Cenél Loairn territory was centred in modern Lorne, which takes its name from this kin group. They likely also controlled the islands of Mull, Tiree, Coll and Colonsay, the Morvern and Ardnamurchan peninsulas and parts of Lochaber. (Note: Chadwick states that the "early ownership of Colonsay is unknown".) The boundary to the east was the Druim Alban mountain ridge that separated Dál Riata from Pictland.

The chief places of the kingdom appear to have been at Dun Ollaigh near Oban and Dunadd, near Crinan.

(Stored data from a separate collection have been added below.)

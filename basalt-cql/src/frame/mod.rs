pub mod frame_errors;
pub mod request;
pub mod response;
pub mod server_event_type;
pub mod types;
pub mod value;

use crate::frame::frame_errors::FrameError;
use bytes::{Buf, BufMut, Bytes};
use std::collections::HashMap;
use std::fmt::Display;
use tokio::io::{AsyncRead, AsyncReadExt};
use uuid::Uuid;

use request::SerializableRequest;
use response::ResponseOpcode;

// Frame flags
pub const FLAG_COMPRESSION: u8 = 0x01;
pub const FLAG_TRACING: u8 = 0x02;
pub const FLAG_CUSTOM_PAYLOAD: u8 = 0x04;
pub const FLAG_WARNING: u8 = 0x08;

/// Default limit on the size of a single frame body.
pub const DEFAULT_MAX_FRAME_SIZE: usize = 256 * 1024 * 1024;

/// Version of the native protocol spoken on a connection.
///
/// The driver starts negotiation at the newest version it knows and walks
/// down when the server refuses.
#[derive(Debug, Copy, Clone, PartialEq, Eq, PartialOrd, Ord)]
pub enum ProtocolVersion {
    V2,
    V3,
    V4,
}

impl ProtocolVersion {
    pub const NEWEST: ProtocolVersion = ProtocolVersion::V4;

    pub const fn as_byte(self) -> u8 {
        match self {
            ProtocolVersion::V2 => 0x02,
            ProtocolVersion::V3 => 0x03,
            ProtocolVersion::V4 => 0x04,
        }
    }

    pub fn from_byte(byte: u8) -> Option<ProtocolVersion> {
        match byte {
            0x02 => Some(ProtocolVersion::V2),
            0x03 => Some(ProtocolVersion::V3),
            0x04 => Some(ProtocolVersion::V4),
            _ => None,
        }
    }

    /// The next older version, used when the server refuses this one.
    pub fn downgrade(self) -> Option<ProtocolVersion> {
        match self {
            ProtocolVersion::V4 => Some(ProtocolVersion::V3),
            ProtocolVersion::V3 => Some(ProtocolVersion::V2),
            ProtocolVersion::V2 => None,
        }
    }

    /// Header size: v2 uses a single-byte stream id, v3+ two bytes.
    pub const fn header_size(self) -> usize {
        match self {
            ProtocolVersion::V2 => 8,
            ProtocolVersion::V3 | ProtocolVersion::V4 => 9,
        }
    }

    /// Size of the per-connection stream id pool.
    pub const fn stream_id_count(self) -> usize {
        match self {
            ProtocolVersion::V2 => 128,
            ProtocolVersion::V3 | ProtocolVersion::V4 => 32768,
        }
    }

    pub const fn supports_unset_values(self) -> bool {
        matches!(self, ProtocolVersion::V4)
    }

    pub const fn supports_default_timestamp(self) -> bool {
        !matches!(self, ProtocolVersion::V2)
    }

    pub const fn supports_custom_payload(self) -> bool {
        matches!(self, ProtocolVersion::V4)
    }
}

impl Display for ProtocolVersion {
    fn fmt(&self, f: &mut std::fmt::Formatter<'_>) -> std::fmt::Result {
        write!(f, "v{}", self.as_byte())
    }
}

/// The wire protocol compression algorithm.
#[derive(Copy, Clone, PartialEq, Eq, PartialOrd, Ord, Debug)]
pub enum Compression {
    /// LZ4 compression algorithm.
    Lz4,
    /// Snappy compression algorithm.
    Snappy,
}

impl Display for Compression {
    fn fmt(&self, f: &mut std::fmt::Formatter<'_>) -> std::fmt::Result {
        match self {
            Compression::Lz4 => f.write_str("lz4"),
            Compression::Snappy => f.write_str("snappy"),
        }
    }
}

/// A request frame, fully encoded except for its stream id.
pub struct SerializedRequest {
    version: ProtocolVersion,
    data: Vec<u8>,
}

impl SerializedRequest {
    pub fn make<R: SerializableRequest>(
        req: &R,
        version: ProtocolVersion,
        compression: Option<Compression>,
        tracing: bool,
    ) -> Result<SerializedRequest, FrameError> {
        let header_size = version.header_size();
        let mut flags = 0;
        let mut data = vec![0; header_size];

        if let Some(compression) = compression {
            flags |= FLAG_COMPRESSION;
            let mut body = Vec::new();
            req.serialize(version, &mut body)?;
            compress_append(&body, compression, &mut data)?;
        } else {
            req.serialize(version, &mut data)?;
        }

        if tracing {
            flags |= FLAG_TRACING;
        }

        data[0] = version.as_byte();
        data[1] = flags;
        // Stream id bytes are left zeroed until set_stream is called.
        data[header_size - 5] = R::OPCODE as u8;

        let req_size = (data.len() - header_size) as u32;
        data[header_size - 4..header_size].copy_from_slice(&req_size.to_be_bytes());

        Ok(Self { version, data })
    }

    pub fn set_stream(&mut self, stream: i16) {
        match self.version {
            ProtocolVersion::V2 => self.data[2] = stream as i8 as u8,
            ProtocolVersion::V3 | ProtocolVersion::V4 => {
                self.data[2..4].copy_from_slice(&stream.to_be_bytes())
            }
        }
    }

    pub fn get_data(&self) -> &[u8] {
        &self.data[..]
    }
}

/// Parts of the frame header which are not determined by the frame type.
#[derive(Debug, Copy, Clone, PartialEq, Eq)]
pub struct FrameParams {
    pub version: ProtocolVersion,
    pub flags: u8,
    pub stream: i16,
}

/// Reads a single response frame from the stream.
///
/// The header is validated against the negotiated protocol version and the
/// body length is checked against `max_frame_size` before any allocation.
pub async fn read_response_frame(
    reader: &mut (impl AsyncRead + Unpin),
    version: ProtocolVersion,
    max_frame_size: usize,
) -> Result<(FrameParams, ResponseOpcode, Bytes), FrameError> {
    let header_size = version.header_size();
    let mut raw_header = [0u8; 9];
    reader.read_exact(&mut raw_header[..header_size]).await?;

    let mut buf = &raw_header[..header_size];

    let version_byte = buf.get_u8();
    if version_byte & 0x80 != 0x80 {
        return Err(FrameError::FrameFromClient);
    }
    if version_byte & 0x7F != version.as_byte() {
        return Err(FrameError::VersionNotSupported(version_byte & 0x7F));
    }

    let flags = buf.get_u8();
    let stream = match version {
        ProtocolVersion::V2 => buf.get_i8() as i16,
        ProtocolVersion::V3 | ProtocolVersion::V4 => buf.get_i16(),
    };

    let frame_params = FrameParams {
        version,
        flags,
        stream,
    };

    let opcode_byte = buf.get_u8();
    let opcode = ResponseOpcode::try_from(opcode_byte)
        .map_err(|_| FrameError::UnknownResponseOpcode(opcode_byte))?;

    let length = buf.get_u32() as usize;
    if length > max_frame_size {
        return Err(FrameError::FrameTooLarge(length, max_frame_size));
    }

    let mut raw_body = Vec::with_capacity(length).limit(length);
    while raw_body.has_remaining_mut() {
        let n = reader.read_buf(&mut raw_body).await?;
        if n == 0 {
            // EOF, too early
            return Err(FrameError::ConnectionClosed(
                raw_body.remaining_mut(),
                length,
            ));
        }
    }

    Ok((frame_params, opcode, raw_body.into_inner().into()))
}

/// The parts of a response body that the frame flags prepend to the
/// opcode-specific payload.
pub struct ResponseBodyWithExtensions {
    pub trace_id: Option<Uuid>,
    pub warnings: Vec<String>,
    pub body: Bytes,
    pub custom_payload: Option<HashMap<String, Vec<u8>>>,
}

pub fn parse_response_body_extensions(
    flags: u8,
    compression: Option<Compression>,
    mut body: Bytes,
) -> Result<ResponseBodyWithExtensions, FrameError> {
    if flags & FLAG_COMPRESSION != 0 {
        if let Some(compression) = compression {
            body = decompress(&body, compression)?.into();
        } else {
            return Err(FrameError::NoCompressionNegotiated);
        }
    }

    let trace_id = if flags & FLAG_TRACING != 0 {
        let buf = &mut &*body;
        let trace_id = types::read_uuid(buf).map_err(frame_errors::ParseError::from)?;
        body.advance(16);
        Some(trace_id)
    } else {
        None
    };

    let warnings = if flags & FLAG_WARNING != 0 {
        let body_len = body.len();
        let buf = &mut &*body;
        let warnings = types::read_string_list(buf)?;
        let buf_len = buf.len();
        body.advance(body_len - buf_len);
        warnings
    } else {
        Vec::new()
    };

    let custom_payload = if flags & FLAG_CUSTOM_PAYLOAD != 0 {
        let body_len = body.len();
        let buf = &mut &*body;
        let payload_map = types::read_bytes_map(buf)?;
        let buf_len = buf.len();
        body.advance(body_len - buf_len);
        Some(payload_map)
    } else {
        None
    };

    Ok(ResponseBodyWithExtensions {
        trace_id,
        warnings,
        body,
        custom_payload,
    })
}

fn compress_append(
    uncomp_body: &[u8],
    compression: Compression,
    out: &mut Vec<u8>,
) -> Result<(), FrameError> {
    match compression {
        Compression::Lz4 => {
            let uncomp_len = uncomp_body.len() as u32;
            let tmp = lz4_flex::compress(uncomp_body);
            out.reserve_exact(std::mem::size_of::<u32>() + tmp.len());
            out.put_u32(uncomp_len);
            out.extend_from_slice(&tmp[..]);
            Ok(())
        }
        Compression::Snappy => {
            let old_size = out.len();
            out.resize(old_size + snap::raw::max_compress_len(uncomp_body.len()), 0);
            let compressed_size = snap::raw::Encoder::new()
                .compress(uncomp_body, &mut out[old_size..])
                .map_err(|_| FrameError::FrameCompression)?;
            out.truncate(old_size + compressed_size);
            Ok(())
        }
    }
}

fn decompress(mut comp_body: &[u8], compression: Compression) -> Result<Vec<u8>, FrameError> {
    match compression {
        Compression::Lz4 => {
            let uncomp_len = comp_body.get_u32() as usize;
            let uncomp_body = lz4_flex::decompress(comp_body, uncomp_len)?;
            Ok(uncomp_body)
        }
        Compression::Snappy => snap::raw::Decoder::new()
            .decompress_vec(comp_body)
            .map_err(|_| FrameError::FrameDecompression),
    }
}

#[cfg(test)]
mod tests {
    use super::*;
    use crate::frame::request::Options;

    #[test]
    fn lz4_round_trip() {
        let mut comp_body = Vec::new();
        let uncomp_body = "Hello, World!".repeat(100);
        compress_append(uncomp_body.as_bytes(), Compression::Lz4, &mut comp_body).unwrap();
        let result = decompress(&comp_body[..], Compression::Lz4).unwrap();
        assert!(comp_body.len() < uncomp_body.len());
        assert_eq!(uncomp_body.as_bytes(), result);
    }

    #[test]
    fn snappy_round_trip() {
        let mut comp_body = Vec::new();
        let uncomp_body = "Hello, World!".repeat(100);
        compress_append(uncomp_body.as_bytes(), Compression::Snappy, &mut comp_body).unwrap();
        let result = decompress(&comp_body[..], Compression::Snappy).unwrap();
        assert_eq!(uncomp_body.as_bytes(), result);
    }

    #[test]
    fn header_layout_v4() {
        let mut req = SerializedRequest::make(&Options, ProtocolVersion::V4, None, false).unwrap();
        req.set_stream(0x0102);
        let data = req.get_data();
        assert_eq!(data.len(), 9);
        assert_eq!(data[0], 0x04);
        assert_eq!(data[1], 0x00);
        assert_eq!(&data[2..4], &[0x01, 0x02]);
        assert_eq!(data[4], 0x05); // OPTIONS
        assert_eq!(&data[5..9], &[0, 0, 0, 0]);
    }

    #[test]
    fn header_layout_v2() {
        let mut req = SerializedRequest::make(&Options, ProtocolVersion::V2, None, false).unwrap();
        req.set_stream(0x42);
        let data = req.get_data();
        assert_eq!(data.len(), 8);
        assert_eq!(data[0], 0x02);
        assert_eq!(data[2], 0x42);
        assert_eq!(data[3], 0x05); // OPTIONS
        assert_eq!(&data[4..8], &[0, 0, 0, 0]);
    }

    #[tokio::test]
    async fn response_frame_round_trip() {
        // READY response: header only, empty body.
        let frame: &[u8] = &[0x84, 0x00, 0x00, 0x07, 0x02, 0x00, 0x00, 0x00, 0x00];
        let mut reader = frame;
        let (params, opcode, body) =
            read_response_frame(&mut reader, ProtocolVersion::V4, DEFAULT_MAX_FRAME_SIZE)
                .await
                .unwrap();
        assert_eq!(params.stream, 7);
        assert_eq!(opcode, ResponseOpcode::Ready);
        assert!(body.is_empty());
    }

    #[tokio::test]
    async fn response_frame_rejects_request_direction() {
        let frame: &[u8] = &[0x04, 0x00, 0x00, 0x07, 0x02, 0x00, 0x00, 0x00, 0x00];
        let mut reader = frame;
        let res =
            read_response_frame(&mut reader, ProtocolVersion::V4, DEFAULT_MAX_FRAME_SIZE).await;
        assert!(matches!(res, Err(FrameError::FrameFromClient)));
    }

    #[tokio::test]
    async fn response_frame_enforces_max_size() {
        let frame: &[u8] = &[0x84, 0x00, 0x00, 0x07, 0x02, 0x7F, 0xFF, 0xFF, 0xFF];
        let mut reader = frame;
        let res = read_response_frame(&mut reader, ProtocolVersion::V4, 1024).await;
        assert!(matches!(res, Err(FrameError::FrameTooLarge(_, 1024))));
    }

    #[tokio::test]
    async fn response_frame_truncated_body() {
        // Header declares 4 bytes of body, only 2 follow.
        let frame: &[u8] = &[
            0x84, 0x00, 0x00, 0x01, 0x08, 0x00, 0x00, 0x00, 0x04, 0xAA, 0xBB,
        ];
        let mut reader = frame;
        let res =
            read_response_frame(&mut reader, ProtocolVersion::V4, DEFAULT_MAX_FRAME_SIZE).await;
        assert!(matches!(res, Err(FrameError::ConnectionClosed(2, 4))));
    }

    #[test]
    fn version_negotiation_ladder() {
        assert_eq!(ProtocolVersion::V4.downgrade(), Some(ProtocolVersion::V3));
        assert_eq!(ProtocolVersion::V3.downgrade(), Some(ProtocolVersion::V2));
        assert_eq!(ProtocolVersion::V2.downgrade(), None);
        assert_eq!(ProtocolVersion::V2.stream_id_count(), 128);
        assert_eq!(ProtocolVersion::V4.stream_id_count(), 32768);
    }
}
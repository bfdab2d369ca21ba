use crate::routing::Token;

/// A continuous hash ring. Members are sorted by token; lookups walk the
/// ring in the direction of increasing tokens, wrapping around after the
/// highest one. The driver uses it to find the replicas owning a token.
#[derive(Debug, Clone)]
pub struct TokenRing<ElemT> {
    ring: Vec<(Token, ElemT)>,
}

impl<ElemT> TokenRing<ElemT> {
    pub(crate) const fn new_empty() -> TokenRing<ElemT> {
        Self { ring: Vec::new() }
    }

    pub(crate) fn new(ring_iter: impl Iterator<Item = (Token, ElemT)>) -> TokenRing<ElemT> {
        let mut ring: Vec<(Token, ElemT)> = ring_iter.collect();
        ring.sort_by(|a, b| a.0.cmp(&b.0));
        TokenRing { ring }
    }

    /// Iterates over all members of the ring starting at the lowest token.
    pub fn iter(&self) -> impl Iterator<Item = &(Token, ElemT)> {
        self.ring.iter()
    }

    /// Iterator over (token, member) pairs starting at the given token,
    /// traversing the whole ring once with wrap-around.
    pub fn ring_range_full(&self, token: Token) -> impl Iterator<Item = &(Token, ElemT)> {
        let binary_search_index: usize = match self.ring.binary_search_by(|e| e.0.cmp(&token)) {
            Ok(exact_match_index) => exact_match_index,
            Err(first_greater_index) => first_greater_index,
        };

        self.ring[binary_search_index..]
            .iter()
            .chain(self.ring.iter())
            .take(self.ring.len())
    }

    /// Like [Self::ring_range_full], but yields members only.
    pub fn ring_range(&self, token: Token) -> impl Iterator<Item = &ElemT> {
        self.ring_range_full(token).map(|(_t, e)| e)
    }

    /// The first member at or after the given token.
    pub fn get_elem_for_token(&self, token: Token) -> Option<&ElemT> {
        self.ring_range(token).next()
    }

    /// Index of the ring segment owning the given token; segment `i` covers
    /// the range `(ring[i-1].token, ring[i].token]`, the first segment also
    /// owns everything past the last token.
    pub(crate) fn segment_index(&self, token: Token) -> Option<usize> {
        if self.ring.is_empty() {
            return None;
        }
        match self.ring.binary_search_by(|e| e.0.cmp(&token)) {
            Ok(i) => Some(i),
            Err(i) if i == self.ring.len() => Some(0),
            Err(i) => Some(i),
        }
    }

    pub fn len(&self) -> usize {
        self.ring.len()
    }

    pub fn is_empty(&self) -> bool {
        self.ring.is_empty()
    }
}

#[cfg(test)]
mod tests {
    use super::TokenRing;
    use crate::routing::Token;

    #[test]
    fn token_ring_range_walks() {
        let ring_data = [
            (Token::new(-30), -3),
            (Token::new(-20), -2),
            (Token::new(-10), -1),
            (Token::new(0), 0),
            (Token::new(10), 1),
            (Token::new(20), 2),
            (Token::new(30), 3),
        ];

        let ring: TokenRing<i32> = TokenRing::new(ring_data.into_iter());

        let range = |t: i64| -> Vec<i32> { ring.ring_range(Token::new(t)).cloned().collect() };

        assert_eq!(range(-35), vec![-3, -2, -1, 0, 1, 2, 3]);
        assert_eq!(range(-30), vec![-3, -2, -1, 0, 1, 2, 3]);
        assert_eq!(range(-25), vec![-2, -1, 0, 1, 2, 3, -3]);
        assert_eq!(range(-5), vec![0, 1, 2, 3, -3, -2, -1]);
        assert_eq!(range(0), vec![0, 1, 2, 3, -3, -2, -1]);
        assert_eq!(range(15), vec![2, 3, -3, -2, -1, 0, 1]);
        assert_eq!(range(30), vec![3, -3, -2, -1, 0, 1, 2]);
        assert_eq!(range(35), vec![-3, -2, -1, 0, 1, 2, 3]);
    }

    #[test]
    fn token_ring_segment_index() {
        let ring: TokenRing<char> = TokenRing::new(
            [
                (Token::new(10), 'a'),
                (Token::new(20), 'b'),
                (Token::new(30), 'c'),
            ]
            .into_iter(),
        );

        assert_eq!(ring.segment_index(Token::new(5)), Some(0));
        assert_eq!(ring.segment_index(Token::new(10)), Some(0));
        assert_eq!(ring.segment_index(Token::new(11)), Some(1));
        assert_eq!(ring.segment_index(Token::new(30)), Some(2));
        assert_eq!(ring.segment_index(Token::new(31)), Some(0));

        let empty: TokenRing<char> = TokenRing::new_empty();
        assert_eq!(empty.segment_index(Token::new(0)), None);
    }
}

The royal site of Dunadd lay at the southern edge of their territory in the midst of the lands of the main kindred groups and was a locus of the high kings of Dál Riata although there is no direct evidence that Dun Olaigh was subordinate to Dunadd. Dunstaffnage Castle is located just north of Dun Ollaigh and guards the entrance to Loch Etive. The extant structure dates from the 13th century although it has been suggested that it may stand on the site of a 7th century predecessor.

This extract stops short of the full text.